By Irene Deborah Nanyonjo (Counsel)…….
Uganda’s sportsmen and women have marketed and hoisted this country’s flag in a manner incomparable to the investment from the state. Instead, these sportsmen and women, are driven by the sheer passion they have for the different disciplines they participate in as competitors at the world stage.
It is against that backdrop, that I wonder why weight-lifter Julius Ssekitoleko, who had travelled to Tokyo, Japan for the 2020 Olympics, but returned to the country almost a week ago, can be incarcerated, because he left team Uganda’s hotel, in order to disappear into the thin air of Japan.

Ssekitoleko has been vilified and branded a national disgrace, for attempting to start a new life in Japan. Yet, the swiftness used by the Directorate of Criminal investigations, to arrest Ssekitoleko pales in comparison with how much support comes from the State.
One can only imagine how many medals Ugandan sportsmen and women would be returning, if the State support was commensurate with the effort to reprimand Ssekitoleko. It is high time the ‘planners’ for this country get their priorities right.
“not only have we failed to provide for these athletes, we have even gone further to hurt them”
First of all, appreciating that sports does more than they can imagine in addressing the social economic challenges of people across all generations. But more than anything, the youth. With a more robust sports industry, the youth will be able to solve a host of their key problems.

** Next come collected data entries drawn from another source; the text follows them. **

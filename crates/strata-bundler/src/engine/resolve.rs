//! Relative specifier resolution shared by the engines.

use std::path::{Path, PathBuf};

use path_clean::PathClean;

pub(crate) const SCRIPT_EXTENSIONS: &[&str] = &["js", "mjs", "cjs", "jsx", "ts", "mts", "cts", "tsx"];

/// Canonical form of `path`, used as the key for every file a bundle depends on.
///
/// A path that no longer exists is canonicalized through its parent directory,
/// and failing that cleaned lexically.
pub fn normalize(path: &Path) -> PathBuf {
    if let Ok(canonical) = dunce::canonicalize(path) {
        return canonical;
    }
    let cleaned = path.clean();
    let reparented = match (cleaned.parent(), cleaned.file_name()) {
        (Some(parent), Some(name)) => dunce::canonicalize(parent).ok().map(|p| p.join(name)),
        _ => None,
    };
    reparented.unwrap_or(cleaned)
}

pub(crate) fn is_relative_specifier(specifier: &str) -> bool {
    specifier.starts_with("./") || specifier.starts_with("../") || specifier == "."
}

/// Resolve a relative script specifier the way node does for local files:
/// exact path, then each known extension, then an `index` file in a directory.
pub(crate) fn resolve_script(importer: &Path, specifier: &str) -> Option<PathBuf> {
    let base = importer.parent()?.join(specifier);

    if base.is_file() {
        return Some(normalize(&base));
    }

    for ext in SCRIPT_EXTENSIONS {
        let candidate = append_extension(&base, ext);
        if candidate.is_file() {
            return Some(normalize(&candidate));
        }
    }

    if base.is_dir() {
        for ext in SCRIPT_EXTENSIONS {
            let candidate = base.join(format!("index.{ext}"));
            if candidate.is_file() {
                return Some(normalize(&candidate));
            }
        }
    }

    None
}

/// Resolve a stylesheet import, probing sass partials and extensions.
///
/// `dirs` are searched in order: the importing sheet's directory first, then
/// any include paths.
pub(crate) fn resolve_style(dirs: &[PathBuf], specifier: &str) -> Option<PathBuf> {
    let spec = Path::new(specifier);
    let file_name = spec.file_name()?.to_string_lossy().into_owned();
    let parent = spec.parent().unwrap_or_else(|| Path::new(""));
    let has_extension = spec.extension().is_some();

    let mut names = vec![file_name.clone()];
    if !has_extension {
        for ext in ["scss", "sass", "css"] {
            names.push(format!("{file_name}.{ext}"));
        }
    }
    let partials: Vec<String> = names.iter().map(|n| format!("_{n}")).collect();
    names.extend(partials);

    for dir in dirs {
        for name in &names {
            let candidate = dir.join(parent).join(name);
            if candidate.is_file() {
                return Some(normalize(&candidate));
            }
        }
    }

    None
}

fn append_extension(path: &Path, ext: &str) -> PathBuf {
    let mut os = path.as_os_str().to_owned();
    os.push(".");
    os.push(ext);
    PathBuf::from(os)
}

The Sports industry in Uganda has been subjected to so much abuse and injustice. For example, Sports in Uganda, has had its infrastructure, including and not limited to sports grounds and fields, raided and reclaimed for all sorts of investments like Supermarkets, malls and hotels among other things.
Yet, it is with such infrastructure, that these sports men and women have their livelihood harnessed, through excellent display, for which one secures a prize in form of money or physical assets. Ssekitoleko was released on police bond yesterday at the Jinja road Police after five (5) days in detention.

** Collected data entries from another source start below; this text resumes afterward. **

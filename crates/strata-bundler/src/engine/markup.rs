//! Markup engine: copies HTML documents and the local assets they reference.

use std::path::{Component, Path, PathBuf};
use std::sync::LazyLock;

use async_trait::async_trait;
use indexmap::IndexSet;
use path_clean::PathClean;
use regex::Regex;

use super::resolve::{normalize, SCRIPT_EXTENSIONS};
use super::{display_path, mismatch, output_dir, Bundler, SourceCache};
use crate::config::{BundleConfig, BundlerKind, MarkupOptions};
use crate::error::{BundleError, Result};
use crate::output::{BuildOutput, OutputFile};

static REFERENCE_RE: LazyLock<Regex> = LazyLock::new(|| {
    Regex::new(r#"(?i)\b(?:src|href)\s*=\s*["']([^"'#?]+)[^"']*["']"#)
        .expect("reference pattern is valid")
});

#[derive(Debug, Default)]
pub struct MarkupEngine {
    cache: SourceCache,
}

#[async_trait]
impl Bundler for MarkupEngine {
    fn kind(&self) -> BundlerKind {
        BundlerKind::Markup
    }

    async fn build(
        &mut self,
        config: &BundleConfig,
        invalidated: &[PathBuf],
    ) -> Result<BuildOutput> {
        let BundleConfig::Markup(options) = config else {
            return Err(mismatch(self.kind(), config));
        };
        self.cache.invalidate(invalidated);
        let result = self.assemble(config, options).await;
        self.cache.settle(&result);
        result
    }
}

impl MarkupEngine {
    async fn assemble(
        &mut self,
        config: &BundleConfig,
        options: &MarkupOptions,
    ) -> Result<BuildOutput> {
        let base = &options.base;
        let out_dir = output_dir(config)?;
        let root = normalize(&base.root);

        let mut output = BuildOutput::default();
        let mut assets: IndexSet<(PathBuf, PathBuf)> = IndexSet::new();

        for input in base.input_files() {
            let document = normalize(&base.resolve(input));
            let html = self.cache.read(&document).await?;
            let doc_dir = document.parent().unwrap_or(&root).to_path_buf();
            output.files.insert(document.clone());

            for caps in REFERENCE_RE.captures_iter(&html) {
                let reference = &caps[1];
                if is_external(reference) {
                    continue;
                }
                let source = if let Some(stripped) = reference.strip_prefix('/') {
                    root.join(stripped)
                } else {
                    doc_dir.join(reference)
                };
                if !source.is_file() {
                    output.warnings.push(format!(
                        "{}: '{reference}' does not exist",
                        display_path(&root, &document)
                    ));
                    continue;
                }
                let source = normalize(&source);
                let target = out_dir.join(relative_target(&doc_dir, &source));
                if is_sub_bundle(&source) {
                    output.children.push(display_path(&root, &source));
                }
                output.files.insert(source.clone());
                assets.insert((source, target));
            }

            let name = document.file_name().map(PathBuf::from).unwrap_or_default();
            output
                .outputs
                .push(OutputFile::new(out_dir.join(name), html.as_bytes()));
        }

        for (source, target) in assets {
            let bytes = tokio::fs::read(&source)
                .await
                .map_err(|e| BundleError::Read {
                    path: source.clone(),
                    source: e,
                })?;
            output.outputs.push(OutputFile::new(target, bytes));
        }

        Ok(output)
    }
}

fn is_external(reference: &str) -> bool {
    reference.contains("://")
        || reference.starts_with("//")
        || reference.starts_with("data:")
        || reference.starts_with("mailto:")
        || reference.starts_with("javascript:")
}

fn is_sub_bundle(path: &Path) -> bool {
    path.extension()
        .and_then(|e| e.to_str())
        .is_some_and(|ext| ext == "css" || ext == "scss" || SCRIPT_EXTENSIONS.contains(&ext))
}

/// Where an asset lands relative to the output directory. Assets outside the
/// document's directory keep only their file name.
fn relative_target(doc_dir: &Path, source: &Path) -> PathBuf {
    match source.strip_prefix(doc_dir) {
        Ok(relative) if !relative.components().any(|c| c == Component::ParentDir) => {
            relative.clean()
        }
        _ => source.file_name().map(PathBuf::from).unwrap_or_default(),
    }
}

But that is an abuse of his rights, as enshrined in the 1995 Constitution of the Republic of Uganda. The spokesperson of the Directorate of Criminal Investigations, Charles Twiine, stated that they are investigating a possibility of ‘conspiracy’ which if is found to be true, is likely to involve the National Council of Sports and the Uganda Olympic Committee as key players in Ssekitoleko’s debacle.
In a country where most if not all Ugandan athletes don’t get an equivalent pay for their sweat, it is absurd that not only have we failed to provide for these athletes, we have even gone further to hurt them as well, as we have done to Ssekitoleko. He should never have been put under incarceration in the first place.